Gerek ebeveynin beyanından gerekse
nüfus memurunun yanlışlığından kaynaklanan hatalara ülkemizin her köşesinde
rastlamak mümkündür. Doğankent ilçemizde de böyle yanlışların olduğunu
görebiliyoruz. Süttaşı Mahallemizde Kasım Durmuş adlı vatandaşımızın isminin
kimliğine Gasim Durmuş olarak yazıldığını görüyoruz. Yöresel konuşmayla Gasim
olarak ifade edilen bu isim kayda da aynı şekilde geçmiştir. Doğankent’te
yıllarca esnaflık yapmış olan ve şimdilerde bu işi çocuklarına bırakan Dursun
İmamoğlu’nun ismi nüfus cüzdanında “Tursun İmamoğlu” olarak geçer. Yeniköy
mevkiinden Abdullah Durmuş’un ismi “Apdullah Durmuş” olarak yazılarak yanlış
yapılmış isimler arasında yer almaktadır. Süttaşı İlköğretim Okul Müdürü Cevdet
Bayram’ın kızı da bu yanlışlardan nasibini almış kişiler arasındadır. Onun ismi
de Sümeyye Bayram olacakken Sümeyya Bayram olarak kayıtlara geçmiştir. Yine
Yeniköy İslam mevkiinden İbrahim Işık’ın eşinin ismi Muhammet adlı çocuğunun
kimliğinde Nazmiye Işık olması gerekirken Hazmiye Işık olarak yazılmıştır.

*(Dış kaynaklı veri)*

/// Collection Reconciler
///
/// Applies collection changes inside the caller's transaction. Tags, links
/// and social entries are replaced wholesale. Additional images and videos are
/// reconciled by explicit per-id removal followed by appending new items;
/// anything not mentioned stays as it is.
use crate::db::VideoType;
use crate::error::{WorkError, WorkResult};
use crate::work_store::models::SocialEntryInput;
use sqlx::{Row, Sqlite, Transaction};
use std::collections::HashSet;
use tracing::{debug, warn};

/// Replace-semantics collection with its new contents
#[derive(Debug, Clone)]
pub enum ReplaceSet {
    Tags(Vec<i64>),
    Links(Vec<String>),
    SocialEntries(Vec<SocialEntryInput>),
}

impl ReplaceSet {
    fn kind(&self) -> &'static str {
        match self {
            ReplaceSet::Tags(_) => "tags",
            ReplaceSet::Links(_) => "links",
            ReplaceSet::SocialEntries(_) => "social entries",
        }
    }
}

/// Mark-and-append collection change
#[derive(Debug, Clone)]
pub enum MarkAndAppend {
    AdditionalImages {
        delete_ids: Vec<i64>,
        /// Stored paths of freshly written images
        new_paths: Vec<String>,
    },
    Videos {
        delete_ids: Vec<i64>,
        /// Stored paths of freshly written video files
        new_file_paths: Vec<String>,
        /// Full replacement list for link-type videos
        link_urls: Vec<String>,
    },
}

/// What a mark-and-append pass did
#[derive(Debug, Clone, Default, PartialEq, Eq)]
pub struct MarkAndAppendOutcome {
    pub removed_ids: Vec<i64>,
    /// Deletion requests that failed the ownership check
    pub skipped_ids: Vec<i64>,
    pub inserted_ids: Vec<i64>,
    /// Files owned by removed rows, to delete once the transaction commits
    pub files_to_delete: Vec<String>,
}

/// Trimmed, non-blank, first-occurrence-only entries
fn clean_urls(urls: &[String]) -> Vec<String> {
    let mut seen = HashSet::new();
    urls.iter()
        .map(|u| u.trim())
        .filter(|u| !u.is_empty())
        .filter(|u| seen.insert(u.to_string()))
        .map(str::to_string)
        .collect()
}

fn unique_ids(ids: &[i64]) -> Vec<i64> {
    let mut seen = HashSet::new();
    ids.iter().copied().filter(|id| seen.insert(*id)).collect()
}

/// Delete every row of a collection and insert the new set
pub async fn replace_set(
    tx: &mut Transaction<'_, Sqlite>,
    work_id: i64,
    set: ReplaceSet,
) -> WorkResult<usize> {
    let kind = set.kind();
    let inserted = match set {
        ReplaceSet::Tags(tag_ids) => {
            sqlx::query("DELETE FROM work_tags WHERE work_id = ?")
                .bind(work_id)
                .execute(&mut **tx)
                .await?;

            let tag_ids = unique_ids(&tag_ids);
            for tag_id in &tag_ids {
                sqlx::query("INSERT INTO work_tags (work_id, tag_id) VALUES (?, ?)")
                    .bind(work_id)
                    .bind(tag_id)
                    .execute(&mut **tx)
                    .await
                    .map_err(|e| WorkError::from_constraint(e, "tag"))?;
            }
            tag_ids.len()
        }
        ReplaceSet::Links(links) => {
            sqlx::query("DELETE FROM links WHERE work_id = ?")
                .bind(work_id)
                .execute(&mut **tx)
                .await?;

            let links = clean_urls(&links);
            for link in &links {
                sqlx::query("INSERT INTO links (work_id, link_url) VALUES (?, ?)")
                    .bind(work_id)
                    .bind(link)
                    .execute(&mut **tx)
                    .await?;
            }
            links.len()
        }
        ReplaceSet::SocialEntries(entries) => {
            sqlx::query("DELETE FROM social_media WHERE work_id = ?")
                .bind(work_id)
                .execute(&mut **tx)
                .await?;

            let mut count = 0;
            for entry in &entries {
                let platform = entry.platform.trim();
                let handle = entry.handle_or_url.trim();
                if platform.is_empty() || handle.is_empty() {
                    continue;
                }

                sqlx::query(
                    "INSERT INTO social_media (work_id, platform, handle_or_url) VALUES (?, ?, ?)",
                )
                .bind(work_id)
                .bind(platform)
                .bind(handle)
                .execute(&mut **tx)
                .await?;
                count += 1;
            }
            count
        }
    };

    debug!("Replaced {} of work {} with {} item(s)", kind, work_id, inserted);
    Ok(inserted)
}

/// Remove ownership-checked items by id, then append new ones
pub async fn apply_mark_and_append(
    tx: &mut Transaction<'_, Sqlite>,
    work_id: i64,
    owner_id: i64,
    change: MarkAndAppend,
) -> WorkResult<MarkAndAppendOutcome> {
    match change {
        MarkAndAppend::AdditionalImages {
            delete_ids,
            new_paths,
        } => reconcile_images(tx, work_id, owner_id, &delete_ids, &new_paths).await,
        MarkAndAppend::Videos {
            delete_ids,
            new_file_paths,
            link_urls,
        } => {
            reconcile_videos(tx, work_id, owner_id, &delete_ids, &new_file_paths, &link_urls).await
        }
    }
}

async fn reconcile_images(
    tx: &mut Transaction<'_, Sqlite>,
    work_id: i64,
    owner_id: i64,
    delete_ids: &[i64],
    new_paths: &[String],
) -> WorkResult<MarkAndAppendOutcome> {
    let mut outcome = MarkAndAppendOutcome::default();

    for image_id in unique_ids(delete_ids) {
        let row = sqlx::query(
            r#"
            SELECT ai.image_url
            FROM additional_images ai
            JOIN works w ON ai.work_id = w.id
            WHERE ai.id = ? AND ai.work_id = ? AND w.owner_id = ?
            "#,
        )
        .bind(image_id)
        .bind(work_id)
        .bind(owner_id)
        .fetch_optional(&mut **tx)
        .await?;

        let Some(row) = row else {
            warn!(
                "Additional image {} not found on work {} for owner {}, skipping",
                image_id, work_id, owner_id
            );
            outcome.skipped_ids.push(image_id);
            continue;
        };

        sqlx::query("DELETE FROM additional_images WHERE id = ?")
            .bind(image_id)
            .execute(&mut **tx)
            .await?;

        outcome.removed_ids.push(image_id);
        outcome.files_to_delete.push(row.try_get("image_url")?);
    }

    for path in new_paths {
        let result = sqlx::query("INSERT INTO additional_images (work_id, image_url) VALUES (?, ?)")
            .bind(work_id)
            .bind(path)
            .execute(&mut **tx)
            .await?;
        outcome.inserted_ids.push(result.last_insert_rowid());
    }

    debug!(
        "Work {} additional images: {} removed, {} skipped, {} added",
        work_id,
        outcome.removed_ids.len(),
        outcome.skipped_ids.len(),
        outcome.inserted_ids.len()
    );

    Ok(outcome)
}

async fn reconcile_videos(
    tx: &mut Transaction<'_, Sqlite>,
    work_id: i64,
    owner_id: i64,
    delete_ids: &[i64],
    new_file_paths: &[String],
    link_urls: &[String],
) -> WorkResult<MarkAndAppendOutcome> {
    let mut outcome = MarkAndAppendOutcome::default();
    let mut deleted_urls = HashSet::new();

    for video_id in unique_ids(delete_ids) {
        let row = sqlx::query(
            r#"
            SELECT v.video_url, v.video_type
            FROM videos v
            JOIN works w ON v.work_id = w.id
            WHERE v.id = ? AND v.work_id = ? AND w.owner_id = ?
            "#,
        )
        .bind(video_id)
        .bind(work_id)
        .bind(owner_id)
        .fetch_optional(&mut **tx)
        .await?;

        let Some(row) = row else {
            warn!(
                "Video {} not found on work {} for owner {}, skipping",
                video_id, work_id, owner_id
            );
            outcome.skipped_ids.push(video_id);
            continue;
        };

        let url: String = row.try_get("video_url")?;
        let video_type: VideoType = row.try_get("video_type")?;

        sqlx::query("DELETE FROM videos WHERE id = ?")
            .bind(video_id)
            .execute(&mut **tx)
            .await?;

        outcome.removed_ids.push(video_id);
        if video_type == VideoType::File {
            outcome.files_to_delete.push(url.clone());
        }
        deleted_urls.insert(url.trim().to_string());
    }

    // Link videos are replaced wholesale, minus anything removed just above
    sqlx::query("DELETE FROM videos WHERE work_id = ? AND video_type = ?")
        .bind(work_id)
        .bind(VideoType::Link)
        .execute(&mut **tx)
        .await?;

    for url in clean_urls(link_urls) {
        if deleted_urls.contains(&url) {
            debug!("Not re-adding video link {} removed in this request", url);
            continue;
        }

        let result =
            sqlx::query("INSERT INTO videos (work_id, video_url, video_type) VALUES (?, ?, ?)")
                .bind(work_id)
                .bind(&url)
                .bind(VideoType::Link)
                .execute(&mut **tx)
                .await?;
        outcome.inserted_ids.push(result.last_insert_rowid());
    }

    for path in new_file_paths {
        let result =
            sqlx::query("INSERT INTO videos (work_id, video_url, video_type) VALUES (?, ?, ?)")
                .bind(work_id)
                .bind(path)
                .bind(VideoType::File)
                .execute(&mut **tx)
                .await?;
        outcome.inserted_ids.push(result.last_insert_rowid());
    }

    debug!(
        "Work {} videos: {} removed, {} skipped, {} added",
        work_id,
        outcome.removed_ids.len(),
        outcome.skipped_ids.len(),
        outcome.inserted_ids.len()
    );

    Ok(outcome)
}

Şevket Kabadayı’nın eşi Fadime Kabadayı’da da harf hatası yapılarak Fadime
yerine Fatime yazılmıştır. Söğütağzı Köyü’nden Kubilay Bayram adlı vatandaşımızın
ismi nüfus cüzdanında Kubulay Bayram şeklindedir. Ayşe isminin Ayşa, İsmail
isminin İsmayil şeklinde olduğu isimlere de bölgemizde rastlanılmaktadır.
Nüfus memurlarının yaptıkları
yanlışlar bazen resmiyette soy değişikliğine bile sebep olmaktadır. Soyadında
yapılan değişikliler onun sülalesini farklı kılabilmektedir. Süttaşı
Mahallemizde yaygın olarak kullanılan Kahraman soyadı bazı vatandaşlarımızın
kimliğine kahrıman olarak yansımış ve görünürde az olsa da resmiyette büyük yanlışlıklar
yapılmıştır. Yine Süttaşı Mahallemizde Çavuşoğlu sülalesinin soyadı Çekiç iken
Fatma Çekiç’in soyadı kimliğinde Fatma Çegiç şeklinde yazılmıştır. Yeşiltepe
Çöcen mevkiinde de Araz soyadı bazı ailelerde Aras şekline dönüştürülmüştür ki
bu da aynı aileyi ikiye bölmek zorunda bırakmıştır. Çatalağaç Köyü nüfusu
içersinde yer alan Kudu soyadları da bazı ailelerin nüfus cüzdanlarına Kudi
olarak yansımıştır.Süttaşı Mahallemizdeki Türkan soyadının ise kısa garip bir
hikayesi var. Türkan soyadının aslında turhan olduğu, Doğankent ve Süttaşı’nın
Gümüşhaneden Giresun'a bağlanırken memurların"h" harfini
"k" şeklinde yazdıkları ve turkan şeklini aldığı fakat daha sonra
turkan olamayacağı düşünülerek Türkan’a dönüştürüldüğü anlatılır. Bu yüzden
Karabey Türkan vefat ettiği zaman eşi ile soyadı farklı imiş. Bu sebeple eşi
bir süre Karabeyin emekli maaşını alamamış.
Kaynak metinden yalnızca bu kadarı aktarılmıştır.